The objectives were to document the pharmacokinetics of intravenous, enteric-coated oral and plain oral omeprazole in fasted horses and to investigate the impact of feeding on the bioavailability of an enteric-coated omeprazole. Twelve horses received four treatments: intravenous omeprazole (0.5mg/kg) in the fasted state (IV-Fasted), enteric-coated omeprazole (4mg/kg) orally in the fasted state (ECO-Fasted), enteric-coated omeprazole (4mg/kg) orally in the fed state (ECO-Fed) and plain omeprazole (4mg/kg) orally in the fasted state (PL-Fasted).
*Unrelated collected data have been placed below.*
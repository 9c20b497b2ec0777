//! Observability: the Flat Counter Block
//!
//! ## Overview
//!
//! Every decision the core makes is visible as a counter increment: each
//! admitted input ends in exactly one of `{out, merge, drop}`, each flush
//! attempt in exactly one of `{sent, skip_budget, skip_txbuf}`. The
//! counters are plain `u32`, monotonic, and reset only at boot; the
//! single-threaded tick model makes atomics unnecessary.
//!
//! Two conservation identities hold at every observation point and are the
//! backbone of the integration tests:
//!
//! ```text
//! ev_in  = ev_out  + ev_merge  + ev_drop  + event queue depth
//! job_in = job_out + job_merge + job_drop + job queue depth
//! ```
//!
//! ## Snapshot Line
//!
//! [`Stats::format_line`] renders every counter plus the live queue depths
//! and dirty mask into one log line. The shaping core emits it at most
//! once per `SNAPSHOT_PERIOD_MS`; it is the primary diagnostic channel.

use core::fmt;

/// Monotonic counters and work-time gauges for the whole core.
///
/// Counter names are stable: downstream log parsers key on them. In
/// particular the `pick_*` counters count source *fires*, not
/// transmissions.
#[derive(Debug, Clone, Copy, PartialEq, Eq)]
pub struct Stats {
    /// Ticks executed.
    pub tick: u32,

    /// Events offered to the event queue.
    pub ev_in: u32,
    /// Events drained by the lowering stage.
    pub ev_out: u32,
    /// Events replaced in place by a newer same-kind arrival.
    pub ev_merge: u32,
    /// Events rejected because the event queue was full.
    pub ev_drop: u32,

    /// Jobs offered to the job queue (requeues included).
    pub job_in: u32,
    /// Jobs popped by the flush loop.
    pub job_out: u32,
    /// Jobs replaced in place by a newer same-kind job.
    pub job_merge: u32,
    /// Jobs rejected because the job queue was full.
    pub job_drop: u32,

    /// Frames written to the byte sink.
    pub uart_sent: u32,
    /// Transmit attempts deferred by the byte budget.
    pub uart_skip_budget: u32,
    /// Transmit attempts deferred by sink free space.
    pub uart_skip_txbuf: u32,
    /// Total frame bytes written to the byte sink.
    pub uart_bytes: u32,

    /// Flush iterations entered.
    pub flush_try: u32,
    /// Flush iterations that transmitted a frame.
    pub flush_ok: u32,
    /// Ticks that sent at least one frame but left jobs queued.
    pub flush_partial: u32,
    /// Ticks that sent at least one frame and drained the job queue.
    pub flush_full: u32,

    /// SENSOR source fires.
    pub pick_sensor: u32,
    /// HB source fires.
    pub pick_hb: u32,
    /// TELEM source fires.
    pub pick_telem: u32,
    /// Events observed older than the aging threshold at lowering.
    pub pick_aged: u32,

    /// Aged SENSOR events observed at lowering.
    pub aged_hit_sensor: u32,
    /// Aged HB events observed at lowering.
    pub aged_hit_hb: u32,
    /// Aged TELEM events observed at lowering.
    pub aged_hit_telem: u32,

    /// Telemetry jobs discarded under budget pressure.
    pub degrade_drop: u32,
    /// Jobs pushed back for a later tick.
    pub degrade_requeue: u32,

    /// Microseconds spent in the most recent tick.
    pub work_us_last: u32,
    /// High-water mark of per-tick work time in microseconds.
    pub work_us_max: u32,

    /// Total bytes handed to the byte sink.
    pub out_bytes_total: u32,
    /// Total bytes handed to the log sink.
    pub log_bytes_total: u32,
}

impl Stats {
    /// All-zero counter block, as at boot.
    pub const fn new() -> Self {
        Self {
            tick: 0,
            ev_in: 0,
            ev_out: 0,
            ev_merge: 0,
            ev_drop: 0,
            job_in: 0,
            job_out: 0,
            job_merge: 0,
            job_drop: 0,
            uart_sent: 0,
            uart_skip_budget: 0,
            uart_skip_txbuf: 0,
            uart_bytes: 0,
            flush_try: 0,
            flush_ok: 0,
            flush_partial: 0,
            flush_full: 0,
            pick_sensor: 0,
            pick_hb: 0,
            pick_telem: 0,
            pick_aged: 0,
            aged_hit_sensor: 0,
            aged_hit_hb: 0,
            aged_hit_telem: 0,
            degrade_drop: 0,
            degrade_requeue: 0,
            work_us_last: 0,
            work_us_max: 0,
            out_bytes_total: 0,
            log_bytes_total: 0,
        }
    }

    /// Record the work time of one tick, updating the high-water mark.
    pub fn record_work_us(&mut self, us: u32) {
        self.work_us_last = us;
        if us > self.work_us_max {
            self.work_us_max = us;
        }
    }

    /// Render the snapshot line.
    ///
    /// Queue depths and the dirty mask are live values owned by the
    /// shaping core and passed in at render time.
    pub fn format_line(
        &self,
        evq_depth: usize,
        jobq_depth: usize,
        dirty: u64,
        out: &mut dyn fmt::Write,
    ) -> fmt::Result {
        write!(
            out,
            "tick={} ev={}/{}/{}/{} evQ={} job={}/{}/{}/{} jobQ={} dirty={:#018x} \
             uart={}/{}/{}/{} flush={}/{}/{}/{} pick={}/{}/{}/{} aged={}/{}/{} \
             degrade={}/{} work_us={}/{} out={} log={}",
            self.tick,
            self.ev_in,
            self.ev_out,
            self.ev_merge,
            self.ev_drop,
            evq_depth,
            self.job_in,
            self.job_out,
            self.job_merge,
            self.job_drop,
            jobq_depth,
            dirty,
            self.uart_sent,
            self.uart_skip_budget,
            self.uart_skip_txbuf,
            self.uart_bytes,
            self.flush_try,
            self.flush_ok,
            self.flush_partial,
            self.flush_full,
            self.pick_sensor,
            self.pick_hb,
            self.pick_telem,
            self.pick_aged,
            self.aged_hit_sensor,
            self.aged_hit_hb,
            self.aged_hit_telem,
            self.degrade_drop,
            self.degrade_requeue,
            self.work_us_last,
            self.work_us_max,
            self.out_bytes_total,
            self.log_bytes_total,
        )
    }
}

impl Default for Stats {
    fn default() -> Self {
        Self::new()
    }
}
Plasma omeprazole concentrations were determined by UHPLC-MS. Bioavailability was higher (P=0.038) in the ECO-Fasted group (21.5 [9.0-27.7]%) than the PL-Fasted group (10.1 [7.7-13.3]%). Similarly, AUC0-∞ was higher in the ECO-Fasted group than the PL-Fasted group (P=0.027). No significant differences were present between the ECO-Fasted and ECO-Fed groups with regards to bioavailability, Cmax , Tmax or AUC0-∞ . When the half-life data from the oral formulations was pooled, it was longer than that observed in the IV-Fasted group (100 [73-118] min) and 35 [34-39] min, respectively; P<0.0001). Bioavailability of enteric-coated omeprazole was higher than previously reported and feeding had minimal impact. Bioavailability of plain omeprazole was approximately half that of enteric-coated omeprazole. The longer half-life observed following oral administration was consistent with the flip-flop effect and has not previously been described for omeprazole in the horse.